The production of reactive oxygen species (ROS) and peroxynitrite contributes to the tissue injury observed during lung fibrosis. ROS and peroxynitrite also cause DNA damage, which results in the activation of the nuclear enzyme poly(ADP-ribose) polymerase (PARP) (Szabó and Dawson, 1998). Therefore, it has been recently demonstrated that bleomycin (BLEO) administration induced PARP activation in the lung tissues (Genovese et al., 2005). PARP is a ubiquitous, chromatin-bound enzyme that is abundantly present in the nuclei of numerous cell types (Szabó and Dawson, 1998). Continuous or excessive activation of PARP produces a depletion of NAD+, which subsequently leads to cellular dysfunction and, ultimately, cell death (Chiarugi, 2002). Chemically distinct inhibitors of PARP activity such as benzamides [e.g., 3-aminobenzamide (3-AB) and nicotinamide] and isoquinolinones can reduce the degree of inflammation, and these investigations have provided the basis for potential clinical applications of PARP inhibitors (Southan and Szabó, 2003).

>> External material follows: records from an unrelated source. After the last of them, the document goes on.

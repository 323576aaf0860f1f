use facecheck_core::{AnalysisError, DetectorOptions, FaceAnalyzer, FaceDetection, FacePipeline};
use image::RgbImage;
use std::future::Future;
use std::sync::Arc;
use thiserror::Error;
use tokio::sync::{mpsc, oneshot};

#[derive(Error, Debug)]
pub enum EngineError {
    #[error("model loading failed: {0}")]
    Models(#[from] AnalysisError),
    #[error("failed to spawn engine thread: {0}")]
    Spawn(#[from] std::io::Error),
}

/// Messages sent from the session to the engine thread.
enum EngineRequest {
    Analyze {
        image: Arc<RgbImage>,
        reply: oneshot::Sender<Result<Option<FaceDetection>, AnalysisError>>,
    },
}

/// Clone-safe handle to the engine thread.
#[derive(Clone)]
pub struct EngineHandle {
    tx: mpsc::Sender<EngineRequest>,
}

impl FaceAnalyzer for EngineHandle {
    fn detect_face(
        &self,
        image: Arc<RgbImage>,
    ) -> impl Future<Output = Result<Option<FaceDetection>, AnalysisError>> + Send {
        let tx = self.tx.clone();
        async move {
            let (reply_tx, reply_rx) = oneshot::channel();
            tx.send(EngineRequest::Analyze {
                image,
                reply: reply_tx,
            })
            .await
            .map_err(|_| AnalysisError::Unavailable("engine thread exited".into()))?;
            reply_rx
                .await
                .map_err(|_| AnalysisError::Unavailable("engine dropped the request".into()))?
        }
    }
}

/// Spawn the engine on a dedicated OS thread.
///
/// Loads both ONNX models before returning so that a missing model fails the
/// command up front rather than the first comparison.
pub fn spawn_engine(
    scrfd_path: &str,
    recognizer_path: &str,
    options: DetectorOptions,
) -> Result<EngineHandle, EngineError> {
    let mut pipeline = FacePipeline::load(scrfd_path, recognizer_path, options)?;

    let (tx, mut rx) = mpsc::channel::<EngineRequest>(4);

    std::thread::Builder::new()
        .name("facecheck-engine".into())
        .spawn(move || {
            tracing::info!("engine thread started");
            while let Some(req) = rx.blocking_recv() {
                match req {
                    EngineRequest::Analyze { image, reply } => {
                        let result = pipeline.analyze(&image);
                        if let Err(e) = &result {
                            tracing::warn!(error = %e, "face analysis failed");
                        }
                        let _ = reply.send(result);
                    }
                }
            }
            tracing::info!("engine thread exiting");
        })?;

    Ok(EngineHandle { tx })
}
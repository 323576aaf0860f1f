//! facecheck-core — Compare an uploaded photo against a camera capture.
//!
//! The [`Comparator`] waits until both images are decoded, then runs face
//! analysis on each (SCRFD detection + dlib ResNet descriptor via ONNX Runtime)
//! and classifies the Euclidean distance between the two descriptors.

pub mod alignment;
pub mod analyzer;
pub mod comparator;
pub mod detector;
pub mod gate;
pub mod handle;
pub mod recognizer;
pub mod types;

pub use analyzer::{AnalysisError, FaceAnalyzer, FacePipeline};
pub use comparator::{compare_faces, Comparator, ComparisonTask, Verdict};
pub use detector::DetectorOptions;
pub use gate::{DecodeTicket, PairId, ReadinessGate};
pub use handle::{AcquisitionError, CaptureSource, DecodeError, FileCapture, ImageHandle};
pub use types::{BoundingBox, ComparisonResult, Descriptor, FaceDetection, Slot, MATCH_THRESHOLD};

use std::path::PathBuf;

/// Default location of the ONNX model files: `$XDG_DATA_HOME/facecheck/models`,
/// falling back to `~/.local/share/facecheck/models`.
pub fn default_model_dir() -> PathBuf {
    std::env::var("XDG_DATA_HOME")
        .map(PathBuf::from)
        .unwrap_or_else(|_| {
            let home = std::env::var("HOME").unwrap_or_else(|_| "/tmp".to_string());
            PathBuf::from(home).join(".local/share")
        })
        .join("facecheck")
        .join("models")
}
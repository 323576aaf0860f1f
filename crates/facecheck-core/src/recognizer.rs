//! Face recognizer via ONNX Runtime.
//!
//! Runs the dlib ResNet-34 metric network (the model behind face-api's
//! `faceRecognitionNet`) on a 150×150 aligned RGB chip and returns its raw
//! 128-dimensional descriptor. The network was trained so that descriptors
//! of the same person lie within Euclidean distance 0.6 of each other, which
//! is what [`MATCH_THRESHOLD`](crate::types::MATCH_THRESHOLD) assumes.

use crate::alignment;
use crate::types::{BoundingBox, Descriptor};
use image::RgbImage;
use ndarray::Array4;
use ort::session::Session;
use ort::value::TensorRef;
use std::path::Path;
use thiserror::Error;

const CHIP_SIZE: u32 = 150;
/// Per-channel RGB mean the network was trained with.
const CHANNEL_MEAN: [f32; 3] = [122.782, 117.001, 104.298];
const CHANNEL_SCALE: f32 = 256.0;
pub const DESCRIPTOR_DIM: usize = 128;
pub const MODEL_VERSION: &str = "dlib_face_recognition_resnet_model_v1";

#[derive(Error, Debug)]
pub enum RecognizerError {
    #[error("model file not found: {0} (export dlib_face_recognition_resnet_model_v1 to ONNX and place it in the model directory)")]
    ModelNotFound(String),
    #[error("inference failed: {0}")]
    InferenceFailed(String),
    #[error("face has no landmarks; the detector must return landmarks for alignment")]
    NoLandmarks,
    #[error("ort: {0}")]
    Ort(#[from] ort::Error),
}

pub struct FaceRecognizer {
    session: Session,
}

impl FaceRecognizer {
    /// Load the recognition network from an ONNX file.
    pub fn load(model_path: &str) -> Result<Self, RecognizerError> {
        if !Path::new(model_path).exists() {
            return Err(RecognizerError::ModelNotFound(model_path.to_string()));
        }

        let session = Session::builder()?
            .with_intra_threads(2)?
            .commit_from_file(model_path)?;

        tracing::info!(
            path = model_path,
            inputs = ?session.inputs().iter().map(|i| i.name()).collect::<Vec<_>>(),
            "recognition model loaded"
        );

        Ok(Self { session })
    }

    /// Describe a detected face. The face must carry landmarks.
    pub fn extract(
        &mut self,
        image: &RgbImage,
        face: &BoundingBox,
    ) -> Result<Descriptor, RecognizerError> {
        let landmarks = face.landmarks.as_ref().ok_or(RecognizerError::NoLandmarks)?;
        let chip = alignment::align_face(image, landmarks, CHIP_SIZE);
        let input = preprocess(&chip);

        let outputs = self.session.run(ort::inputs![TensorRef::from_array_view(input.view())?])?;
        let (_, raw) = outputs[0]
            .try_extract_tensor::<f32>()
            .map_err(|e| RecognizerError::InferenceFailed(format!("descriptor extraction: {e}")))?;

        to_descriptor(raw)
    }
}

/// Raw network output is used as-is: the 0.6 distance scale only holds for
/// unnormalised descriptors.
fn to_descriptor(raw: &[f32]) -> Result<Descriptor, RecognizerError> {
    if raw.len() != DESCRIPTOR_DIM {
        return Err(RecognizerError::InferenceFailed(format!(
            "expected {DESCRIPTOR_DIM}-dim descriptor, got {}",
            raw.len()
        )));
    }
    Ok(Descriptor {
        values: raw.to_vec(),
        model_version: Some(MODEL_VERSION.to_string()),
    })
}

/// Aligned RGB chip → mean-subtracted NCHW float tensor.
fn preprocess(chip: &RgbImage) -> Array4<f32> {
    let (w, h) = chip.dimensions();
    let mut tensor = Array4::<f32>::zeros((1, 3, h as usize, w as usize));
    for (x, y, pixel) in chip.enumerate_pixels() {
        for c in 0..3 {
            tensor[[0, c, y as usize, x as usize]] =
                (pixel[c] as f32 - CHANNEL_MEAN[c]) / CHANNEL_SCALE;
        }
    }
    tensor
}

#[cfg(test)]
mod tests {
    use super::*;
    use image::Rgb;

    #[test]
    fn test_preprocess_shape_and_channels() {
        let chip = RgbImage::from_pixel(CHIP_SIZE, CHIP_SIZE, Rgb([255, 117, 0]));
        let tensor = preprocess(&chip);
        assert_eq!(tensor.shape(), &[1, 3, 150, 150]);
        assert!((tensor[[0, 0, 5, 7]] - (255.0 - 122.782) / 256.0).abs() < 1e-6);
        assert!((tensor[[0, 1, 5, 7]] - (117.0 - 117.001) / 256.0).abs() < 1e-6);
        assert!((tensor[[0, 2, 5, 7]] + 104.298 / 256.0).abs() < 1e-6);
    }

    #[test]
    fn test_descriptor_keeps_raw_scale() {
        let raw: Vec<f32> = (0..DESCRIPTOR_DIM).map(|i| 0.01 * (i % 7) as f32).collect();
        let descriptor = to_descriptor(&raw).unwrap();
        assert_eq!(descriptor.values, raw);
        assert_eq!(descriptor.model_version.as_deref(), Some(MODEL_VERSION));
    }

    #[test]
    fn test_descriptor_rejects_wrong_dimension() {
        let err = to_descriptor(&[0.1; 512]).unwrap_err();
        assert!(matches!(err, RecognizerError::InferenceFailed(_)));
    }

    #[test]
    fn test_missing_model() {
        let err = FaceRecognizer::load("/nonexistent/recognizer.onnx").err().unwrap();
        assert!(matches!(err, RecognizerError::ModelNotFound(_)));
    }
}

Therefore, various studies have demonstrated that the chemically distinct PARP inhibitors GPI6150, PJ34, and 3-AB can attenuate PARP activation and provide beneficial actions in vivo during inflammation (Cuzzocrea et al., 2002b). However, in contrast, isoquinolinone derivatives 3-AB and nicotinamide are weak inhibitors of PARP activity that do not readily cross cell membranes (Szabó and Dawson, 1998). Furthermore, although the potency of recently developed PARP inhibitors has improved greatly, most lack good solubility in water, making it difficult to find a biocompatible vehicle for utilization in vivo. Thus, there is still a great need for the development of potent, water-soluble inhibitors of PARP activity. Much effort has been made to develop new PARP inhibitors with better potency, selectivity, and water solubility, and there are now 13 chemical classes of PARP inhibitors (Southan and Szabó, 2003). Twelve years ago, Suto et al. (1991) used a cell-free preparation of PARP (purified 900-fold from calf thymus) to demonstrate that 5-aminoisoquinolinone [5-aminoisoquinolin-1(2H)-one] (5-AIQ) is a water-soluble inhibitor of PARP activity. Because previously published reports of the synthesis of 5-AIQ reported problems of low yield and unreliability (Suto et al., 1991), McDonald et al. (2000) have recently developed a novel and more efficient method for the synthesis of 5-AIQ.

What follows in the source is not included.